■単調なスタンスと固定メンバーが呼んだ取りこぼし
過密日程に挑む両チームのスタンスは対照的。サウサンプトンは大幅にメンバーを入れ替える一方で、トッテナムは固定したメンバーをリピート。慣れたメンバーでの継続を選んだコンテに対して、ハーゼンヒュットルはフレッシュなメンバーで戦うことを選んだ。
サウサンプトンが変えたものはメンバー選考だけではなく戦い方も。5バックをベースに相手の3トップ+WBに噛み合わせる形で守りやすく戦うやり方を採用。
サウサンプトンのプレスは出足が良好。決して足元が得意というわけではないトッテナムのバックス相手を苦しめる。フレッシュなメンバーを採用したことにより、組み合った状態でのフィジカルはサウサンプトンが優位に。サウサンプトンはプレスで捕まえさえすれば有利な状況で試合を進める。
その一方で、プレスを脱出した際にはトッテナムに一気に展開が傾く。トッテナムの3トップにサウサンプトンの3バックが対峙した時は圧倒的にトッテナムが優位に立つことに。ただ、トッテナムはややこの3トップの裏狙いへの単調さが目立つ。彼らのいい時は対角にパスを通しながらWBを絡めた攻撃ができる時。そのような幅を使った攻撃はできていなかった。
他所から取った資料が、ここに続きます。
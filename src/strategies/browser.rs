use async_trait::async_trait;
use chromiumoxide::browser::{Browser, BrowserConfig};
use chromiumoxide::error::CdpError;
use chromiumoxide::Page;
use futures_util::StreamExt;
use std::time::Duration;
use tokio::task::JoinHandle;

use super::{Strategy, StrategyOutcome, TranscriptArtifact, VideoId};
use crate::config::BrowserSettings;
use crate::context::RunContext;
use crate::ExtractionError;

/// Starts browser sessions
#[async_trait]
pub trait BrowserDriver: Send + Sync {
    async fn launch(&self, settings: &BrowserSettings) -> Result<Box<dyn BrowserSession>, ExtractionError>;
}

/// A live browser owned by one strategy attempt
#[async_trait]
pub trait BrowserSession: Send {
    async fn navigate(&mut self, url: &str) -> Result<(), ExtractionError>;

    /// Whether an element matching the selector is currently on the page
    async fn has_element(&mut self, selector: &str) -> Result<bool, ExtractionError>;

    async fn click(&mut self, selector: &str) -> Result<(), ExtractionError>;

    /// Fully rendered page HTML
    async fn content(&mut self) -> Result<String, ExtractionError>;

    /// Terminate the browser and release everything it holds
    async fn close(&mut self) -> Result<(), ExtractionError>;
}

/// Renders the watch page in a headless browser, turns captions on and captures the page
pub struct BrowserAutomationStrategy {
    driver: Box<dyn BrowserDriver>,
}

impl BrowserAutomationStrategy {
    pub fn new(driver: Box<dyn BrowserDriver>) -> Self {
        Self { driver }
    }

    /// Steps between launch and teardown. Any error here still ends in `close`.
    async fn drive(
        &self,
        session: &mut dyn BrowserSession,
        video_id: &VideoId,
        ctx: &RunContext,
    ) -> Result<String, ExtractionError> {
        let settings = &ctx.config().browser;

        session.navigate(&video_id.watch_url(&ctx.config().source.watch_url)).await?;

        wait_for_element(session, &settings.caption_selector, settings, ctx).await?;
        session.click(&settings.caption_selector).await?;

        let delay = ctx.settle_delay();
        tracing::debug!("Captions enabled, settling for {}ms", delay.as_millis());
        ctx.clock().sleep(delay).await;

        session.content().await
    }
}

impl Default for BrowserAutomationStrategy {
    fn default() -> Self {
        Self::new(Box::new(ChromeDriver))
    }
}

/// Poll until the selector matches or the configured timeout passes
async fn wait_for_element(
    session: &mut dyn BrowserSession,
    selector: &str,
    settings: &BrowserSettings,
    ctx: &RunContext,
) -> Result<(), ExtractionError> {
    let clock = ctx.clock();
    let timeout = settings.element_timeout();
    let started = clock.now();

    loop {
        if session.has_element(selector).await? {
            return Ok(());
        }

        let waited = clock.now().saturating_duration_since(started);
        if waited >= timeout {
            return Err(ExtractionError::ElementNotFound {
                selector: selector.to_string(),
                timeout_secs: settings.element_timeout_secs,
            });
        }

        clock.sleep(settings.poll_interval().min(timeout - waited)).await;
    }
}

#[async_trait]
impl Strategy for BrowserAutomationStrategy {
    fn name(&self) -> &'static str {
        "headless-browser"
    }

    async fn attempt(&self, video_id: &VideoId, ctx: &RunContext) -> StrategyOutcome {
        let mut session = match self.driver.launch(&ctx.config().browser).await {
            Ok(session) => session,
            Err(e) => return StrategyOutcome::failure(e),
        };

        let captured = self.drive(session.as_mut(), video_id, ctx).await;

        if let Err(e) = session.close().await {
            tracing::warn!("Browser teardown reported an error: {}", e);
        }

        captured
            .map(|markup| TranscriptArtifact::markup(self.name(), markup))
            .into()
    }
}

/// Chrome/Chromium over the DevTools protocol
pub struct ChromeDriver;

#[async_trait]
impl BrowserDriver for ChromeDriver {
    async fn launch(&self, settings: &BrowserSettings) -> Result<Box<dyn BrowserSession>, ExtractionError> {
        let mut builder = BrowserConfig::builder()
            .window_size(settings.window_width, settings.window_height)
            .arg("--disable-gpu")
            .arg("--mute-audio");

        if let Some(executable) = &settings.executable {
            builder = builder.chrome_executable(executable);
        }

        let config = builder
            .build()
            .map_err(|e| ExtractionError::BrowserAutomation(format!("invalid browser config: {}", e)))?;

        let (browser, mut handler) = Browser::launch(config)
            .await
            .map_err(|e| ExtractionError::BrowserAutomation(format!("failed to launch browser: {}", e)))?;

        let events = tokio::spawn(async move {
            while let Some(event) = handler.next().await {
                if event.is_err() {
                    break;
                }
            }
        });

        Ok(Box::new(ChromeSession {
            browser,
            events,
            page: None,
        }))
    }
}

struct ChromeSession {
    browser: Browser,
    events: JoinHandle<()>,
    page: Option<Page>,
}

impl ChromeSession {
    fn page(&self) -> Result<&Page, ExtractionError> {
        self.page
            .as_ref()
            .ok_or_else(|| ExtractionError::BrowserAutomation("no page loaded".to_string()))
    }
}

fn cdp_error(action: &str) -> impl Fn(CdpError) -> ExtractionError + '_ {
    move |e| ExtractionError::BrowserAutomation(format!("{} failed: {}", action, e))
}

/// No match is an empty list; a protocol or connection error is not "absent"
fn presence<T>(found: Result<Vec<T>, CdpError>) -> Result<bool, ExtractionError> {
    found
        .map(|elements| !elements.is_empty())
        .map_err(cdp_error("checking for element"))
}

#[async_trait]
impl BrowserSession for ChromeSession {
    async fn navigate(&mut self, url: &str) -> Result<(), ExtractionError> {
        let page = self.browser.new_page(url).await.map_err(cdp_error("navigation"))?;
        page.wait_for_navigation().await.map_err(cdp_error("page load"))?;
        self.page = Some(page);
        Ok(())
    }

    async fn has_element(&mut self, selector: &str) -> Result<bool, ExtractionError> {
        presence(self.page()?.find_elements(selector).await)
    }

    async fn click(&mut self, selector: &str) -> Result<(), ExtractionError> {
        let element = self
            .page()?
            .find_element(selector)
            .await
            .map_err(cdp_error("locating captions control"))?;
        element.click().await.map_err(cdp_error("click"))?;
        Ok(())
    }

    async fn content(&mut self) -> Result<String, ExtractionError> {
        self.page()?.content().await.map_err(cdp_error("capturing page content"))
    }

    async fn close(&mut self) -> Result<(), ExtractionError> {
        self.page = None;
        let closed = self.browser.close().await.map_err(cdp_error("closing browser"));

        // Reap the process even when the close command failed.
        if tokio::time::timeout(Duration::from_secs(5), self.browser.wait()).await.is_err() {
            tracing::warn!("Browser did not exit in time; it will be killed on drop");
        }
        self.events.abort();

        closed.map(|_| ())
    }
}
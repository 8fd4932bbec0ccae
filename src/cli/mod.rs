use clap::{Parser, Subcommand};
use std::path::PathBuf;

#[derive(Parser)]
#[command(
    name = "captionchain",
    about = "Captionchain - Fetch a YouTube transcript through a chain of fallback strategies",
    version,
    long_about = "Fetches the transcript of a single video. Tries the caption API first, then yt-dlp through a proxy, then a headless browser, and saves the first result to local key-value storage."
)]
pub struct Cli {
    #[command(subcommand)]
    pub command: Commands,

    /// Enable verbose logging
    #[arg(short, long, global = true)]
    pub verbose: bool,

    /// Disable progress indicators
    #[arg(short, long, global = true)]
    pub quiet: bool,

    /// Emit logs as JSON lines
    #[arg(long, global = true)]
    pub log_json: bool,

    /// Configuration file (defaults to ./config.yaml or the user config directory)
    #[arg(short, long, global = true, value_name = "FILE", env = "CAPTIONCHAIN_CONFIG")]
    pub config: Option<PathBuf>,
}

#[derive(Subcommand)]
pub enum Commands {
    /// Fetch the transcript for the video named in the actor input
    Run {
        /// Input JSON file (defaults to the INPUT record of the local key-value store)
        #[arg(short, long, value_name = "FILE")]
        input: Option<PathBuf>,

        /// Use this video id instead of reading the input
        #[arg(long, value_name = "ID")]
        video_id: Option<String>,

        /// Seed for the browser jitter delay
        #[arg(long, value_name = "SEED")]
        seed: Option<u64>,
    },

    /// Show or create the configuration file
    Config {
        /// Show current configuration
        #[arg(short, long)]
        show: bool,
    },

    /// List extraction strategies in the order they are tried
    Strategies,
}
そうした展開の中で先手を取ったのはサウサンプトン。プレスで押し込む時間帯を増やすと、スローインからウォード=プラウズがダイナミックなシュートを叩き込んで先制する。
だが、トッテナムもすぐに反撃。最終ラインの裏に抜け出したソンをサリスが倒して一発退場+PK献上という憂き目にあう。追いつかれた上に数的不利という苦境に陥ったサウサンプトン。5-3-1という形で守ることになる。
初めはサウサンプトンがホルダーを放置しながら、ラインをむやみに上げるためトッテナムに有利な時間帯が続いていたが、時間の経過につれて徐々にサウサンプトンが割り切るようになると展開は急変。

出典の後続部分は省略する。